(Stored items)
══════════════════════════════
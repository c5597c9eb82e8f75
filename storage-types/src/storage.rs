// SPDX-License-Identifier: GPL-3.0-only

//! Storage identity, kind, mount state and capacity

use std::fmt;
use std::path::PathBuf;

use serde::{Deserialize, Serialize};

/// Stable handle naming one internal storage or one removable device
///
/// Negative values are never issued; the device manager uses them as a
/// "no such device" sentinel.
#[derive(Debug, Clone, Copy, PartialEq, Eq, Hash, PartialOrd, Ord, Serialize, Deserialize)]
#[serde(transparent)]
pub struct StorageId(i32);

impl StorageId {
    pub const fn new(raw: i32) -> Self {
        Self(raw)
    }

    pub const fn get(self) -> i32 {
        self.0
    }

    /// Whether the id can name a storage at all
    pub const fn is_valid(self) -> bool {
        self.0 >= 0
    }
}

impl From<i32> for StorageId {
    fn from(raw: i32) -> Self {
        Self(raw)
    }
}

impl From<StorageId> for i32 {
    fn from(id: StorageId) -> Self {
        id.0
    }
}

impl fmt::Display for StorageId {
    fn fmt(&self, f: &mut fmt::Formatter<'_>) -> fmt::Result {
        write!(f, "{}", self.0)
    }
}

/// Storage class
#[derive(Debug, Clone, Copy, PartialEq, Eq, Hash, Serialize, Deserialize)]
#[serde(rename_all = "snake_case")]
pub enum StorageKind {
    /// Built-in, non-removable storage. Always mounted.
    Internal,
    /// Hot-pluggable media (sdcard, USB mass storage)
    External,
}

impl fmt::Display for StorageKind {
    fn fmt(&self, f: &mut fmt::Formatter<'_>) -> fmt::Result {
        match self {
            StorageKind::Internal => write!(f, "internal"),
            StorageKind::External => write!(f, "external"),
        }
    }
}

/// Mount state of a storage
///
/// Variants are declared in ascending order so `state >= StorageState::Mounted`
/// reads as "the media has usable capacity".
#[derive(
    Debug, Clone, Copy, PartialEq, Eq, Hash, PartialOrd, Ord, Serialize, Deserialize,
)]
#[serde(rename_all = "snake_case")]
#[repr(i32)]
pub enum StorageState {
    /// Present but cannot be mounted (corrupted or unsupported filesystem)
    Unmountable = -2,
    /// Not present
    Removed = -1,
    /// Present and mounted read/write
    Mounted = 0,
    /// Present and mounted read-only
    MountedReadOnly = 1,
}

impl StorageState {
    pub fn is_mounted(self) -> bool {
        self >= StorageState::Mounted
    }

    pub fn as_raw(self) -> i32 {
        self as i32
    }
}

impl fmt::Display for StorageState {
    fn fmt(&self, f: &mut fmt::Formatter<'_>) -> fmt::Result {
        let label = match self {
            StorageState::Unmountable => "unmountable",
            StorageState::Removed => "removed",
            StorageState::Mounted => "mounted",
            StorageState::MountedReadOnly => "mounted (read-only)",
        };
        f.write_str(label)
    }
}

/// Capacity figures in bytes
#[derive(Debug, Clone, Copy, Default, PartialEq, Eq, Serialize, Deserialize)]
pub struct Space {
    pub total: u64,
    pub available: u64,
}

impl Space {
    pub const EMPTY: Space = Space {
        total: 0,
        available: 0,
    };

    pub fn new(total: u64, available: u64) -> Self {
        Self { total, available }
    }
}

/// One entry produced while enumerating storages
#[derive(Debug, Clone, PartialEq, Eq, Serialize, Deserialize)]
pub struct StorageInfo {
    pub id: StorageId,
    pub kind: StorageKind,
    pub state: StorageState,
    /// Absolute path to the root directory of the storage
    pub root: PathBuf,
}
// SPDX-License-Identifier: GPL-3.0-only

//! Service configuration
//!
//! Every field has a default matching the stock device layout, so an empty
//! document (or no document at all) yields a working configuration.

use std::path::{Path, PathBuf};

use serde::{Deserialize, Serialize};
use storage_sys::settings::RINGTONE_PATH_KEY;
use storage_types::StorageId;
use thiserror::Error;

/// Location read by [`StorageConfig::load_default`]
pub const DEFAULT_CONFIG_PATH: &str = "/etc/storage/storage-info.toml";

#[derive(Debug, Error)]
pub enum ConfigError {
    #[error("failed to read {path:?}: {source}")]
    Io {
        path: PathBuf,
        #[source]
        source: std::io::Error,
    },

    #[error("invalid configuration: {0}")]
    Parse(#[from] toml::de::Error),

    #[error("invalid configuration: {0}")]
    Invalid(String),
}

#[derive(Debug, Clone, PartialEq, Eq, Serialize, Deserialize)]
#[serde(default)]
pub struct InternalStorageConfig {
    pub id: StorageId,

    /// Root of the media directories
    pub root: PathBuf,

    /// Mount point whose statistics describe internal capacity
    pub stat_path: PathBuf,

    /// Reserved-space configuration file
    pub reserve_config: PathBuf,

    /// Settings key holding the current ringtone file
    pub ringtone_key: String,
}

impl Default for InternalStorageConfig {
    fn default() -> Self {
        Self {
            id: StorageId::new(0),
            root: PathBuf::from("/opt/usr/media"),
            stat_path: PathBuf::from("/opt/usr"),
            reserve_config: PathBuf::from("/etc/storage/libstorage.conf"),
            ringtone_key: RINGTONE_PATH_KEY.to_string(),
        }
    }
}

#[derive(Debug, Clone, PartialEq, Eq, Serialize, Deserialize)]
#[serde(default)]
pub struct RemovableStorageConfig {
    /// Resolve removable media through the system device manager
    pub enabled: bool,
}

impl Default for RemovableStorageConfig {
    fn default() -> Self {
        Self { enabled: true }
    }
}

#[derive(Debug, Clone, Default, PartialEq, Eq, Serialize, Deserialize)]
#[serde(default)]
pub struct StorageConfig {
    pub internal: InternalStorageConfig,
    pub removable: RemovableStorageConfig,
}

impl StorageConfig {
    /// Load `path`, falling back to defaults when the file does not exist
    pub fn load(path: &Path) -> Result<Self, ConfigError> {
        match std::fs::read_to_string(path) {
            Ok(content) => Self::from_toml_str(&content),
            Err(e) if e.kind() == std::io::ErrorKind::NotFound => {
                tracing::debug!("No configuration at {:?}, using defaults", path);
                Ok(Self::default())
            }
            Err(source) => Err(ConfigError::Io {
                path: path.to_path_buf(),
                source,
            }),
        }
    }

    /// Load the system configuration at [`DEFAULT_CONFIG_PATH`]
    pub fn load_default() -> Result<Self, ConfigError> {
        Self::load(Path::new(DEFAULT_CONFIG_PATH))
    }

    pub fn from_toml_str(content: &str) -> Result<Self, ConfigError> {
        let config: Self = toml::from_str(content)?;
        config.validate()?;
        Ok(config)
    }

    fn validate(&self) -> Result<(), ConfigError> {
        if !self.internal.id.is_valid() {
            return Err(ConfigError::Invalid(format!(
                "internal storage id must not be negative, got {}",
                self.internal.id
            )));
        }
        if !self.internal.root.is_absolute() {
            return Err(ConfigError::Invalid(format!(
                "internal root {:?} is not absolute",
                self.internal.root
            )));
        }
        Ok(())
    }
}
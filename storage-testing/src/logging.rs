// SPDX-License-Identifier: GPL-3.0-only

use tracing_subscriber::EnvFilter;
use tracing_subscriber::layer::SubscriberExt;
use tracing_subscriber::util::SubscriberInitExt;

/// Route `tracing` output through the test harness
///
/// Honors `RUST_LOG`, defaulting to `debug` for the storage crates. Safe to
/// call from every test; only the first call installs a subscriber.
pub fn init_tracing() {
    let env_filter = EnvFilter::try_from_default_env()
        .unwrap_or_else(|_| EnvFilter::new("warn,storage_info=debug,storage_sys=debug"));

    let _ = tracing_subscriber::registry()
        .with(env_filter)
        .with(tracing_subscriber::fmt::layer().with_test_writer())
        .try_init();
}
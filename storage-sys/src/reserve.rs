// SPDX-License-Identifier: GPL-3.0-only

//! Reserved-space configuration
//!
//! The file is a small INI document:
//!
//! ```text
//! [STORAGE]
//! CHECK_SIZE=8589934592     # threshold on total capacity, bytes
//! RESERVE=104857600         # reserve when total >= CHECK_SIZE
//! RESERVE_LITE=52428800     # reserve when total < CHECK_SIZE
//! ```

use std::path::{Path, PathBuf};

use configparser::ini::Ini;
use thiserror::Error;
use tracing::debug;

const SECTION: &str = "STORAGE";
const KEY_CHECK_SIZE: &str = "CHECK_SIZE";
const KEY_RESERVE: &str = "RESERVE";
const KEY_RESERVE_LITE: &str = "RESERVE_LITE";

#[derive(Debug, Error)]
pub enum ReserveConfigError {
    #[error("failed to read {path:?}: {source}")]
    Io {
        path: PathBuf,
        #[source]
        source: std::io::Error,
    },

    #[error("failed to parse reserve configuration: {0}")]
    Parse(String),

    #[error("invalid value for {key}: {value:?}")]
    InvalidValue { key: &'static str, value: String },
}

/// Values of the `[STORAGE]` section, all in bytes
#[derive(Debug, Clone, Copy, Default, PartialEq, Eq)]
pub struct StorageReserveConfig {
    pub check_size: Option<u64>,
    pub reserve: Option<u64>,
    pub reserve_lite: Option<u64>,
}

impl StorageReserveConfig {
    pub fn load(path: &Path) -> Result<Self, ReserveConfigError> {
        let content = std::fs::read_to_string(path).map_err(|source| ReserveConfigError::Io {
            path: path.to_path_buf(),
            source,
        })?;
        let config = Self::parse(&content)?;
        debug!("Loaded reserve configuration from {:?}: {:?}", path, config);
        Ok(config)
    }

    pub fn parse(content: &str) -> Result<Self, ReserveConfigError> {
        let mut conf = Ini::new();
        conf.read(strip_trailing_comments(content))
            .map_err(ReserveConfigError::Parse)?;

        Ok(Self {
            check_size: read_bytes(&conf, KEY_CHECK_SIZE)?,
            reserve: read_bytes(&conf, KEY_RESERVE)?,
            reserve_lite: read_bytes(&conf, KEY_RESERVE_LITE)?,
        })
    }

    /// Reserve applying to a filesystem of `total_bytes`
    ///
    /// Without a positive threshold no reserve applies.
    pub fn reserved_bytes(&self, total_bytes: u64) -> u64 {
        match self.check_size {
            Some(threshold) if threshold > 0 => {
                if total_bytes < threshold {
                    self.reserve_lite.unwrap_or(0)
                } else {
                    self.reserve.unwrap_or(0)
                }
            }
            _ => 0,
        }
    }
}

fn strip_trailing_comments(content: &str) -> String {
    content
        .lines()
        .map(|line| line.split_once('#').map_or(line, |(head, _)| head).trim_end())
        .collect::<Vec<_>>()
        .join("\n")
}

fn read_bytes(conf: &Ini, key: &'static str) -> Result<Option<u64>, ReserveConfigError> {
    let Some(value) = conf.get(SECTION, key) else {
        return Ok(None);
    };

    value
        .trim()
        .parse::<u64>()
        .map(Some)
        .map_err(|_| ReserveConfigError::InvalidValue { key, value })
}
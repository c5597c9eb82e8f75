// SPDX-License-Identifier: GPL-3.0-only

pub mod device;
pub mod filesystem;
pub mod settings;

pub use device::{DeviceEventHandler, DeviceManager, DeviceManagerError, DeviceWatch};
pub use filesystem::{FilesystemStats, FsStat};
pub use settings::{SettingsError, SettingsProvider};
══════════════════════════════
▶ [HOW TO COMPLETE THIS TASK] Given the data above, transcribe exactly the lines from the one containing "Variants are declared" down to the one containing "#[repr(i32)]", and no others.

▶ [ANSWER BELOW]
/// Variants are declared in ascending order so `state >= StorageState::Mounted`
/// reads as "the media has usable capacity".
#[derive(
    Debug, Clone, Copy, PartialEq, Eq, Hash, PartialOrd, Ord, Serialize, Deserialize,
)]
#[serde(rename_all = "snake_case")]
#[repr(i32)]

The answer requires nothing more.